The Case for a Creator - Lee Strobel [76]
“You would also have to have the right background laws in place. For instance, without the so-called principle of quantization, all of the electrons in an atom would be sucked into the atomic nuclei. That would make atoms impossible. Further, as eminent Princeton physicist Freeman Dyson has noted, without the Pauli-exclusion principle, electrons would occupy the lowest orbit around the nucleus, and that would make complex atoms impossible. 45 Finally, without a universally attractive force between all masses—such as gravity—stars and planets couldn’t form. If just one of these components was missing or different, it’s highly improbable that any life-permitting universes could be produced.
“And keep in mind,” he added, “you would need to make trillions upon trillions upon trillions upon trillions of universes in order to increase the odds that the cosmological constant would come out right at least once, since it’s finely tuned to an incomprehensible degree. And that’s just one parameter.”
“What’s your conclusion then?” I asked.
“It’s highly unlikely that such a universe-generating system would have all the right components and ingredients in place by random chance, just like random chance can’t account for how a bread-maker produces loaves of edible bread. So if a many-universe-generating system exists, it would be best explained by design.”
“That means,” I said, “that when scientists appeal to the theoretical existence of many universes to avoid the implications of the fine-tuning of our universe, they still can’t escape design.”
“Exactly,” he declared. “Theists have nothing to fear from the idea that there may be multiple universes. There would still need to be an intelligent designer to make the finely tuned universe-generating process work. To modify a phrase from philosopher Fred Dretske: these are inflationary times, and the cost of atheism has just gone up.”
THE SUPERMIND
I thought for a few moments about Collins’s explanation. Certainly it made sense that generating universes would require the right mechanisms, the right ingredients, and the right precision—all earmarks of intelligent design. But I was still mentally wrestling with something else. To me—admittedly, not a physicist—the whole concept of multiple universes seemed absurd.
I found myself agreeing with the iconoclastic Gregg Easterbrook, a contributing editor for the Atlantic Monthly, who researched the discoveries and theories of modern science. He was characteristically blunt in his assessment. “The multiverse idea rests on assumptions that would be laughed out of town if they came from a religious text,” he wrote. “[The theory] requires as much suspension of disbelief as any religion. Join the church that believes in the existence of invisible objects fifty billion galaxies wide!” 46
When I mentioned my skepticism to Collins, he listened carefully. “There’s a reason you feel that way,” he said. “You see, everything else being equal, we tend to prefer hypotheses that are natural extrapolations of what we already know.”

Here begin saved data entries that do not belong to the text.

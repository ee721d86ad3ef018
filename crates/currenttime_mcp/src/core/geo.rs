use std::net::IpAddr;
use std::sync::Arc;

use async_trait::async_trait;
use reqwest::{
    Client,
    header::{ACCEPT, HeaderMap, HeaderValue, USER_AGENT},
};
use serde_json::Value;
use url::Url;

use crate::config::GeoConfig;
use crate::core::{
    error::{CurrentTimeError, CurrentTimeResult, GeoLookupError, GeoLookupResult},
    models::GeoLocation,
};

const UNKNOWN_PROVIDER_ERROR: &str = "Unknown provider error";

/// Status and body of a provider response, before any interpretation
#[derive(Debug, Clone)]
pub struct RawResponse {
    pub status: u16,
    pub body: String,
}

/// Outbound side of a geolocation lookup
#[async_trait]
pub trait GeoTransport: Send + Sync {
    /// Perform a single GET against `url`. No retries.
    async fn fetch(&self, url: &Url) -> GeoLookupResult<RawResponse>;
}

/// Transport shared behind a trait object
pub type SharedTransport = Arc<dyn GeoTransport>;

#[async_trait]
impl<T: GeoTransport + ?Sized> GeoTransport for Arc<T> {
    async fn fetch(&self, url: &Url) -> GeoLookupResult<RawResponse> {
        (**self).fetch(url).await
    }
}

/// `reqwest` backed transport
#[derive(Clone)]
pub struct HttpGeoTransport {
    client: Client,
}

impl HttpGeoTransport {
    pub fn new(config: &GeoConfig) -> CurrentTimeResult<Self> {
        let mut headers = HeaderMap::new();
        headers.insert(ACCEPT, HeaderValue::from_static("application/json"));
        headers.insert(
            USER_AGENT,
            HeaderValue::from_str(&config.user_agent).map_err(|e| CurrentTimeError::ClientBuild {
                message: e.to_string(),
            })?,
        );

        let client = Client::builder()
            .timeout(config.timeout)
            .default_headers(headers)
            .build()
            .map_err(|e| CurrentTimeError::ClientBuild {
                message: e.to_string(),
            })?;

        Ok(Self { client })
    }
}

#[async_trait]
impl GeoTransport for HttpGeoTransport {
    async fn fetch(&self, url: &Url) -> GeoLookupResult<RawResponse> {
        let to_error = |e: reqwest::Error| {
            let url = redacted(url);
            if e.is_timeout() {
                GeoLookupError::Timeout { url }
            } else {
                GeoLookupError::Transport {
                    url,
                    message: e.to_string(),
                }
            }
        };

        let response = self.client.get(url.clone()).send().await.map_err(to_error)?;
        let status = response.status().as_u16();
        let body = response.text().await.map_err(to_error)?;

        Ok(RawResponse { status, body })
    }
}

/// Looks up caller location, folding every failure mode into [`GeoLookupError`]
#[derive(Clone)]
pub struct GeoClient<T> {
    transport: T,
    config: GeoConfig,
}

impl<T: GeoTransport> GeoClient<T> {
    pub fn new(transport: T, config: GeoConfig) -> Self {
        Self { transport, config }
    }

    pub fn config(&self) -> &GeoConfig {
        &self.config
    }

    /// Look up `ip`, or the caller's own public address when `ip` is `None`.
    ///
    /// A malformed `ip` is rejected before any request is made.
    pub async fn lookup(&self, ip: Option<&str>) -> GeoLookupResult<GeoLocation> {
        let ip = ip.map(parse_ip).transpose()?;
        let url = self.lookup_url(ip.as_ref());

        tracing::debug!("Geolocation lookup: {}", redacted(&url));

        let response = self.transport.fetch(&url).await.inspect_err(|e| {
            tracing::warn!("Geolocation request failed: {}", e);
        })?;

        interpret_response(response).inspect_err(|e| {
            tracing::warn!("Geolocation lookup rejected: {}", e);
        })
    }

    fn lookup_url(&self, ip: Option<&IpAddr>) -> Url {
        let mut url = self.config.base_url.clone();
        let base_path = url.path().trim_end_matches('/').to_string();
        let path = match ip {
            Some(ip) => format!("{}/{}/json/", base_path, ip),
            None => format!("{}/json/", base_path),
        };
        url.set_path(&path);
        url.set_query(None);

        if let Some(key) = &self.config.api_key {
            url.query_pairs_mut().append_pair("key", key);
        }
        url
    }
}

fn parse_ip(ip: &str) -> GeoLookupResult<IpAddr> {
    ip.trim()
        .parse::<IpAddr>()
        .map_err(|_| GeoLookupError::InvalidIp { ip: ip.to_string() })
}

/// Status check, then body shape, then the in-band error flag
fn interpret_response(response: RawResponse) -> GeoLookupResult<GeoLocation> {
    if !(200..300).contains(&response.status) {
        return Err(GeoLookupError::HttpStatus {
            status: response.status,
        });
    }

    let payload: Value =
        serde_json::from_str(&response.body).map_err(|e| GeoLookupError::MalformedResponse {
            message: e.to_string(),
        })?;

    let Value::Object(fields) = &payload else {
        return Err(GeoLookupError::MalformedResponse {
            message: "expected a JSON object".to_string(),
        });
    };

    if fields.get("error").is_some_and(is_truthy) {
        let reason = ["reason", "message"]
            .iter()
            .find_map(|key| fields.get(*key).and_then(Value::as_str))
            .unwrap_or(UNKNOWN_PROVIDER_ERROR);
        return Err(GeoLookupError::Provider {
            reason: reason.to_string(),
        });
    }

    serde_json::from_value(payload).map_err(|e| GeoLookupError::MalformedResponse {
        message: e.to_string(),
    })
}

fn is_truthy(value: &Value) -> bool {
    match value {
        Value::Null => false,
        Value::Bool(b) => *b,
        Value::Number(n) => n.as_f64().is_some_and(|n| n != 0.0),
        Value::String(s) => !s.is_empty(),
        Value::Array(items) => !items.is_empty(),
        Value::Object(fields) => !fields.is_empty(),
    }
}

/// URL with the `key` parameter masked, for logs and error text
fn redacted(url: &Url) -> String {
    let mut url = url.clone();
    let pairs: Vec<(String, String)> = url
        .query_pairs()
        .map(|(k, v)| {
            let v = if k == "key" { "****".to_string() } else { v.into_owned() };
            (k.into_owned(), v)
        })
        .collect();

    if pairs.is_empty() {
        return url.to_string();
    }

    url.query_pairs_mut().clear().extend_pairs(pairs);
    url.to_string()
}
use rmcp::ErrorData as McpError;
use rmcp::serde_json::json;

use crate::core::utils::AVAILABLE_RESOURCES;

// Error codes
const ERROR_INVALID_CONFIG: &str = "invalid_config";
const ERROR_CLIENT_BUILD: &str = "client_build_failed";
const ERROR_SERIALIZATION: &str = "serialization_failed";
const ERROR_RESOURCE_NOT_FOUND: &str = "resource_not_found";
const ERROR_LOGGING_INIT: &str = "logging_initialization_failed";

/// Reasons a geolocation lookup did not produce a usable location.
///
/// The display string is the human-readable reason surfaced to callers.
#[derive(Debug, Clone, PartialEq, Eq, thiserror::Error)]
pub enum GeoLookupError {
    #[error("Invalid IP address format")]
    InvalidIp { ip: String },
    #[error("Request to {url} failed: {message}")]
    Transport { url: String, message: String },
    #[error("Request to {url} timed out")]
    Timeout { url: String },
    #[error("Geolocation provider returned HTTP {status}")]
    HttpStatus { status: u16 },
    #[error("Malformed geolocation response: {message}")]
    MalformedResponse { message: String },
    #[error("Geolocation provider error: {reason}")]
    Provider { reason: String },
}

/// Server level failures
#[derive(Debug, thiserror::Error)]
pub enum CurrentTimeError {
    #[error("Invalid configuration: {message}")]
    InvalidConfig { message: String },
    #[error("Failed to build HTTP client: {message}")]
    ClientBuild { message: String },
    #[error("Failed to serialize response: {0}")]
    Serialization(#[from] serde_json::Error),
    #[error("Resource not found: {uri}")]
    ResourceNotFound { uri: String },
    #[error("Logging initialization failed: {0}")]
    LoggingInitialization(String),
}

impl From<CurrentTimeError> for McpError {
    fn from(err: CurrentTimeError) -> Self {
        match err {
            CurrentTimeError::InvalidConfig { message } => {
                McpError::invalid_params(ERROR_INVALID_CONFIG, Some(json!({"message": message})))
            }
            CurrentTimeError::ClientBuild { message } => {
                McpError::internal_error(ERROR_CLIENT_BUILD, Some(json!({"message": message})))
            }
            CurrentTimeError::Serialization(e) => McpError::internal_error(
                ERROR_SERIALIZATION,
                Some(json!({"message": e.to_string()})),
            ),
            CurrentTimeError::ResourceNotFound { uri } => McpError::resource_not_found(
                ERROR_RESOURCE_NOT_FOUND,
                Some(json!({
                    "uri": uri,
                    "available_resources": AVAILABLE_RESOURCES
                })),
            ),
            CurrentTimeError::LoggingInitialization(message) => {
                McpError::internal_error(ERROR_LOGGING_INIT, Some(json!({"message": message})))
            }
        }
    }
}

pub type GeoLookupResult<T> = Result<T, GeoLookupError>;
pub type CurrentTimeResult<T> = Result<T, CurrentTimeError>;
pub type McpResult<T> = Result<T, McpError>;

#[cfg(test)]
mod tests {
    use super::{CurrentTimeError, GeoLookupError};
    use crate::core::error::McpError;

    #[test]
    fn test_error_conversion() {
        let error = CurrentTimeError::ResourceNotFound {
            uri: "currenttime://missing".to_string(),
        };
        let mcp_error: McpError = error.into();

        assert!(mcp_error.to_string().contains("resource_not_found"));
    }

    #[test]
    fn test_invalid_ip_reason() {
        let error = GeoLookupError::InvalidIp {
            ip: "999.1.1.1".to_string(),
        };
        assert_eq!(error.to_string(), "Invalid IP address format");
    }

    #[test]
    fn test_provider_reason_is_preserved() {
        let error = GeoLookupError::Provider {
            reason: "Reserved IP Address".to_string(),
        };
        assert!(error.to_string().contains("Reserved IP Address"));
    }
}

I wasn’t sure what he was driving at. “Could you give me an illustration of that?” I asked.
“Sure,” he said. “Let’s say you found some dinosaur bones. You would naturally consider them to be very strong evidence that dinosaurs lived in the past. Why? Because even though nobody has ever seen dinosaurs, we do have the experience of other animals leaving behind fossilized remains. So the dinosaur explanation is a natural extrapolation from our common experience. It makes sense.
“Let’s say there was a dinosaur skeptic, however. He was trying to rationalize away the bones you found. Let’s suppose he claimed he could explain the bones by proposing that a ‘dinosaur-bone-producing field’ simply caused them to materialize out of thin air.”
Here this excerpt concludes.